#### [Material to process]
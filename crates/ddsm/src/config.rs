//! configuration model
//!
//! [Configuration] is the effective configuration of one transform. Every option always has a value:
//! either an explicit one or its default. Options without a meaningful default are [Option]s and
//! resolve to [None].
//!
//! Option names are the ones users write in the mapping block and in macro parameters (`camelCase`).
//! [OPTIONS] lists them together with the kind of value they accept.
use crate::env_vars;
use serde::{Deserialize, Serialize};

/// Site used when none is configured
pub const DEFAULT_SITE: &str = "datadoghq.com";

#[derive(Debug, Clone, PartialEq, Eq, Serialize, Deserialize)]
#[serde(rename_all = "camelCase", deny_unknown_fields)]
pub struct Configuration {
    /// Attach the runtime library layer (and redirect the handler to it)
    pub add_layers: bool,
    pub api_key: Option<String>,
    #[serde(rename = "apiKMSKey")]
    pub api_kms_key: Option<String>,
    pub api_key_secret_arn: Option<String>,
    pub site: String,
    pub log_level: Option<String>,
    /// Submit metrics through logs (and the forwarder) instead of synchronously
    pub flush_metrics_to_logs: bool,
    pub enable_enhanced_metrics: bool,
    #[serde(rename = "enableDDLogs")]
    pub enable_dd_logs: bool,
    #[serde(rename = "enableDDTracing")]
    pub enable_dd_tracing: bool,
    pub enable_xray_tracing: bool,
    pub enable_merge_xray_traces: bool,
    pub capture_lambda_payload: bool,
    pub inject_log_context: bool,
    pub forwarder_arn: Option<String>,
    pub node_layer_version: Option<u32>,
    pub python_layer_version: Option<u32>,
    /// Version of the extension layer (the local collector)
    pub extension_layer_version: Option<u32>,
    pub service: Option<String>,
    pub env: Option<String>,
    pub version: Option<String>,
    /// Comma separated `key:value` pairs
    pub tags: Option<String>,
}

impl Default for Configuration {
    fn default() -> Self {
        Self {
            add_layers: true,
            api_key: None,
            api_kms_key: None,
            api_key_secret_arn: None,
            site: DEFAULT_SITE.to_string(),
            log_level: None,
            flush_metrics_to_logs: true,
            enable_enhanced_metrics: true,
            enable_dd_logs: true,
            enable_dd_tracing: true,
            enable_xray_tracing: false,
            enable_merge_xray_traces: false,
            capture_lambda_payload: false,
            inject_log_context: true,
            forwarder_arn: None,
            node_layer_version: None,
            python_layer_version: None,
            extension_layer_version: None,
            service: None,
            env: None,
            version: None,
            tags: None,
        }
    }
}

impl Configuration {
    /// All credential options that are set, in [Credential::ALL] order
    pub fn credentials(&self) -> Vec<(Credential, &str)> {
        Credential::ALL
            .into_iter()
            .filter_map(|credential| credential.value(self).map(|value| (credential, value)))
            .collect()
    }

    /// The credential to inject
    ///
    /// After validation there is at most one.
    pub fn credential(&self) -> Option<(Credential, &str)> {
        self.credentials().into_iter().next()
    }

    /// Whether the extension layer (local collector) is enabled
    pub fn extension_enabled(&self) -> bool {
        self.extension_layer_version.is_some()
    }

    /// Metrics are sent from inside the invocation: neither through logs nor through the extension
    pub fn synchronous_metrics(&self) -> bool {
        !self.flush_metrics_to_logs && !self.extension_enabled()
    }
}

/// The mutually exclusive ways to hand an API key to the runtime library
#[derive(Debug, Clone, Copy, PartialEq, Eq, Hash)]
pub enum Credential {
    ApiKey,
    KmsKey,
    SecretArn,
}

impl Credential {
    pub const ALL: [Credential; 3] = [Credential::ApiKey, Credential::KmsKey, Credential::SecretArn];

    pub fn option_name(&self) -> &'static str {
        match self {
            Credential::ApiKey => "apiKey",
            Credential::KmsKey => "apiKMSKey",
            Credential::SecretArn => "apiKeySecretArn",
        }
    }

    pub fn env_var(&self) -> &'static str {
        match self {
            Credential::ApiKey => env_vars::API_KEY,
            Credential::KmsKey => env_vars::KMS_API_KEY,
            Credential::SecretArn => env_vars::API_KEY_SECRET_ARN,
        }
    }

    fn value<'c>(&self, config: &'c Configuration) -> Option<&'c str> {
        match self {
            Credential::ApiKey => config.api_key.as_deref(),
            Credential::KmsKey => config.api_kms_key.as_deref(),
            Credential::SecretArn => config.api_key_secret_arn.as_deref(),
        }
    }
}

impl std::fmt::Display for Credential {
    fn fmt(&self, f: &mut std::fmt::Formatter<'_>) -> std::fmt::Result {
        f.write_str(self.option_name())
    }
}

/// Kind of value an option accepts
#[derive(Debug, Clone, Copy, PartialEq, Eq)]
pub enum OptionKind {
    Boolean,
    Integer,
    String,
}

impl std::fmt::Display for OptionKind {
    fn fmt(&self, f: &mut std::fmt::Formatter<'_>) -> std::fmt::Result {
        match self {
            OptionKind::Boolean => f.write_str("a boolean"),
            OptionKind::Integer => f.write_str("a non-negative integer"),
            OptionKind::String => f.write_str("a string"),
        }
    }
}

/// Every recognized option
pub const OPTIONS: &[(&str, OptionKind)] = &[
    ("addLayers", OptionKind::Boolean),
    ("apiKey", OptionKind::String),
    ("apiKMSKey", OptionKind::String),
    ("apiKeySecretArn", OptionKind::String),
    ("site", OptionKind::String),
    ("logLevel", OptionKind::String),
    ("flushMetricsToLogs", OptionKind::Boolean),
    ("enableEnhancedMetrics", OptionKind::Boolean),
    ("enableDDLogs", OptionKind::Boolean),
    ("enableDDTracing", OptionKind::Boolean),
    ("enableXrayTracing", OptionKind::Boolean),
    ("enableMergeXrayTraces", OptionKind::Boolean),
    ("captureLambdaPayload", OptionKind::Boolean),
    ("injectLogContext", OptionKind::Boolean),
    ("forwarderArn", OptionKind::String),
    ("nodeLayerVersion", OptionKind::Integer),
    ("pythonLayerVersion", OptionKind::Integer),
    ("extensionLayerVersion", OptionKind::Integer),
    ("service", OptionKind::String),
    ("env", OptionKind::String),
    ("version", OptionKind::String),
    ("tags", OptionKind::String),
];

pub fn option_kind(name: &str) -> Option<OptionKind> {
    OPTIONS
        .iter()
        .find(|(option, _)| *option == name)
        .map(|(_, kind)| *kind)
}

#### [Work task]
If a line in the data above includes the string "enum", copy it.

#### [Result for this exercise]
pub enum Credential {
pub enum OptionKind {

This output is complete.